= 1942 in country music =

This is a list of notable events in country music that took place in the year 1942.

== Events ==
- March 18, 20, 21 – Al Dexter holds 3-day recording sessions at CBS Sunset Studios, jamming with top session musicians, and recording around 20 songs. The coming musicians' strike was not foreseen at the time, but the extensive recording helped Dexter release singles until 1945, when Columbia finally settled with the union, and Dexter was able to record new material.
- August 1 – The American Federation of Musicians authorizes a ban on recording by bands following a dispute over musicians' royalties; many country and popular music singers opt to continue recording without musical backing. The strike – which came to be known as the Petrillo ban – lingers into 1943.
- October 3 – Acuff-Rose Music, Inc., is incorporated in Tennessee. Fred Rose is the chief of creative activities, while Mildred Acuff takes care of business matters. Subsidiary corporations formed were Acuff-Rose Publications, Inc. (for BMI affiliated artists) and Milene Music, Inc. (ASCAP affiliated publisher). The former published four songs on January 28, 1943, all Fred Rose compositions under the pseudonym "Floyd Jenkins." "Low and lonely" and "Pins and Needles (In My Heart)" were two of the songs (see 1943 Top Hits of the Year).

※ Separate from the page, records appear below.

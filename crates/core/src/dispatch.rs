//! Input dispatch: topmost widget first, stopping at the first consumer.

use crate::region::Rect;
use crate::tree::{WidgetId, WidgetTree};
use crate::types::{InputEvent, KeyEvent, MouseEvent, Point};

impl WidgetTree {
    /// Enabled widgets with their absolute rectangles, topmost first.
    ///
    /// Disabled widgets and their subtrees are skipped. Invisible widgets
    /// are still listed.
    pub fn dispatch_order(&self) -> Vec<(WidgetId, Rect)> {
        let mut pre = Vec::new();
        let root = self.root();
        let mut stack = vec![(root, Point::ORIGIN)];
        while let Some((id, abs)) = stack.pop() {
            let Some(node) = self.node(id) else {
                continue;
            };
            if id != root {
                if !node.is_enabled() {
                    continue;
                }
                pre.push((id, Rect::new(abs, node.size())));
            }
            for &child in node.children().iter().rev() {
                if let Some(c) = self.node(child) {
                    stack.push((child, abs + c.pos()));
                }
            }
        }
        pre.reverse();
        pre
    }

    /// Route any input event. Resize events are not handled here (see `Root::resize`).
    pub fn dispatch(&mut self, event: &InputEvent) -> bool {
        match event {
            InputEvent::Key(key) => self.dispatch_key(*key),
            InputEvent::Mouse(mouse) => self.dispatch_mouse(*mouse),
            InputEvent::Paste(text) => self.dispatch_paste(text),
            InputEvent::Resize(_) => false,
        }
    }

    /// Offer a key to every enabled widget, topmost first.
    pub fn dispatch_key(&mut self, key: KeyEvent) -> bool {
        for (id, _) in self.dispatch_order() {
            if self.with_behavior(id, |b, ctx| b.on_key(ctx, key)) == Some(true) {
                return true;
            }
        }
        false
    }

    pub fn dispatch_paste(&mut self, text: &str) -> bool {
        for (id, _) in self.dispatch_order() {
            if self.with_behavior(id, |b, ctx| b.on_paste(ctx, text)) == Some(true) {
                return true;
            }
        }
        false
    }

    /// Offer a mouse event to enabled widgets under the pointer, topmost first.
    ///
    /// When the topmost widget under the pointer changes, the previous one gets
    /// `on_pointer_leave` before the event is dispatched.
    pub fn dispatch_mouse(&mut self, event: MouseEvent) -> bool {
        let hits: Vec<WidgetId> = self
            .dispatch_order()
            .into_iter()
            .filter(|(_, rect)| rect.contains(event.pos))
            .map(|(id, _)| id)
            .collect();

        let top = hits.first().copied();
        if self.hovered != top {
            if let Some(prev) = self.hovered.take() {
                self.with_behavior(prev, |b, ctx| b.on_pointer_leave(ctx));
            }
            self.hovered = top;
        }

        for id in hits {
            if self.with_behavior(id, |b, ctx| b.on_mouse(ctx, event)) == Some(true) {
                return true;
            }
        }
        false
    }
}

#[cfg(test)]
mod tests {
    use std::cell::RefCell;
    use std::rc::Rc;

    use super::*;
    use crate::behavior::{Behavior, WidgetCtx};
    use crate::tree::WidgetBuilder;
    use crate::types::{Key, MouseButton, MouseEventKind, Size};

    type Log = Rc<RefCell<Vec<(&'static str, &'static str)>>>;

    struct Recorder {
        name: &'static str,
        consume: bool,
        log: Log,
    }

    impl Behavior for Recorder {
        fn on_key(&mut self, _ctx: &mut WidgetCtx<'_>, _event: KeyEvent) -> bool {
            self.log.borrow_mut().push((self.name, "key"));
            self.consume
        }

        fn on_mouse(&mut self, _ctx: &mut WidgetCtx<'_>, _event: MouseEvent) -> bool {
            self.log.borrow_mut().push((self.name, "mouse"));
            self.consume
        }

        fn on_pointer_leave(&mut self, _ctx: &mut WidgetCtx<'_>) {
            self.log.borrow_mut().push((self.name, "leave"));
        }
    }

    fn recorder(name: &'static str, consume: bool, log: &Log) -> Recorder {
        Recorder {
            name,
            consume,
            log: log.clone(),
        }
    }

    fn click(row: i32, col: i32) -> MouseEvent {
        MouseEvent::new(Point::new(row, col), MouseEventKind::Press, MouseButton::Left)
    }

    #[test]
    fn topmost_consumer_stops_propagation() {
        let log: Log = Default::default();
        let mut t = WidgetTree::new(Size::new(10, 10));
        let root = t.root();
        t.add_widget(root, WidgetBuilder::new().size((5, 5)).behavior(recorder("below", true, &log)))
            .unwrap();
        t.add_widget(root, WidgetBuilder::new().size((5, 5)).behavior(recorder("above", true, &log)))
            .unwrap();

        assert!(t.dispatch_mouse(click(1, 1)));
        assert_eq!(log.borrow().as_slice(), &[("above", "mouse")]);
    }

    #[test]
    fn unconsumed_event_falls_through_and_misses_are_skipped() {
        let log: Log = Default::default();
        let mut t = WidgetTree::new(Size::new(10, 10));
        let root = t.root();
        t.add_widget(root, WidgetBuilder::new().size((5, 5)).behavior(recorder("below", false, &log)))
            .unwrap();
        t.add_widget(root, WidgetBuilder::new().size((5, 5)).behavior(recorder("above", false, &log)))
            .unwrap();
        t.add_widget(
            root,
            WidgetBuilder::new().pos((6, 6)).size((2, 2)).behavior(recorder("far", true, &log)),
        )
        .unwrap();

        assert!(!t.dispatch_mouse(click(1, 1)));
        assert_eq!(log.borrow().as_slice(), &[("above", "mouse"), ("below", "mouse")]);
    }

    #[test]
    fn disabled_subtree_is_not_dispatched_but_invisible_is() {
        let log: Log = Default::default();
        let mut t = WidgetTree::new(Size::new(10, 10));
        let root = t.root();
        let off = t
            .add_widget(root, WidgetBuilder::new().size((5, 5)).enabled(false))
            .unwrap();
        t.add_widget(off, WidgetBuilder::new().size((5, 5)).behavior(recorder("child", true, &log)))
            .unwrap();
        t.add_widget(
            root,
            WidgetBuilder::new().visible(false).behavior(recorder("hidden", false, &log)),
        )
        .unwrap();

        assert!(!t.dispatch_key(KeyEvent::from(Key::Enter)));
        assert_eq!(log.borrow().as_slice(), &[("hidden", "key")]);
    }

    #[test]
    fn pointer_leave_fires_when_topmost_changes() {
        let log: Log = Default::default();
        let mut t = WidgetTree::new(Size::new(10, 10));
        let root = t.root();
        t.add_widget(root, WidgetBuilder::new().size((2, 2)).behavior(recorder("a", true, &log)))
            .unwrap();
        t.add_widget(
            root,
            WidgetBuilder::new().pos((5, 5)).size((2, 2)).behavior(recorder("b", true, &log)),
        )
        .unwrap();

        let mv = |row, col| MouseEvent::new(Point::new(row, col), MouseEventKind::Move, MouseButton::None);
        t.dispatch_mouse(mv(0, 0));
        t.dispatch_mouse(mv(1, 1));
        t.dispatch_mouse(mv(5, 5));
        assert_eq!(
            log.borrow().as_slice(),
            &[("a", "mouse"), ("a", "mouse"), ("a", "leave"), ("b", "mouse")]
        );
    }
}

==Top Hillbilly-Folk (Country) Recordings 1942==

The Top Hillbilly-Folk Records of the Year chart was derived from Billboard magazine's 'Hillbilly Hits' chart from January and February 1942, then The Billboard's weekly "American Folk Records" columns Feb-December 1942, with raw reports from nationwide jukebox operators, and summaries of the top records in the nation. Supplemental information came from 'Joel Whitburn's Pop Memories 1890-1954', record sales reported on the "Discography of American Historical Recordings" website, and other sources as specified. As always, numerical rankings are approximate.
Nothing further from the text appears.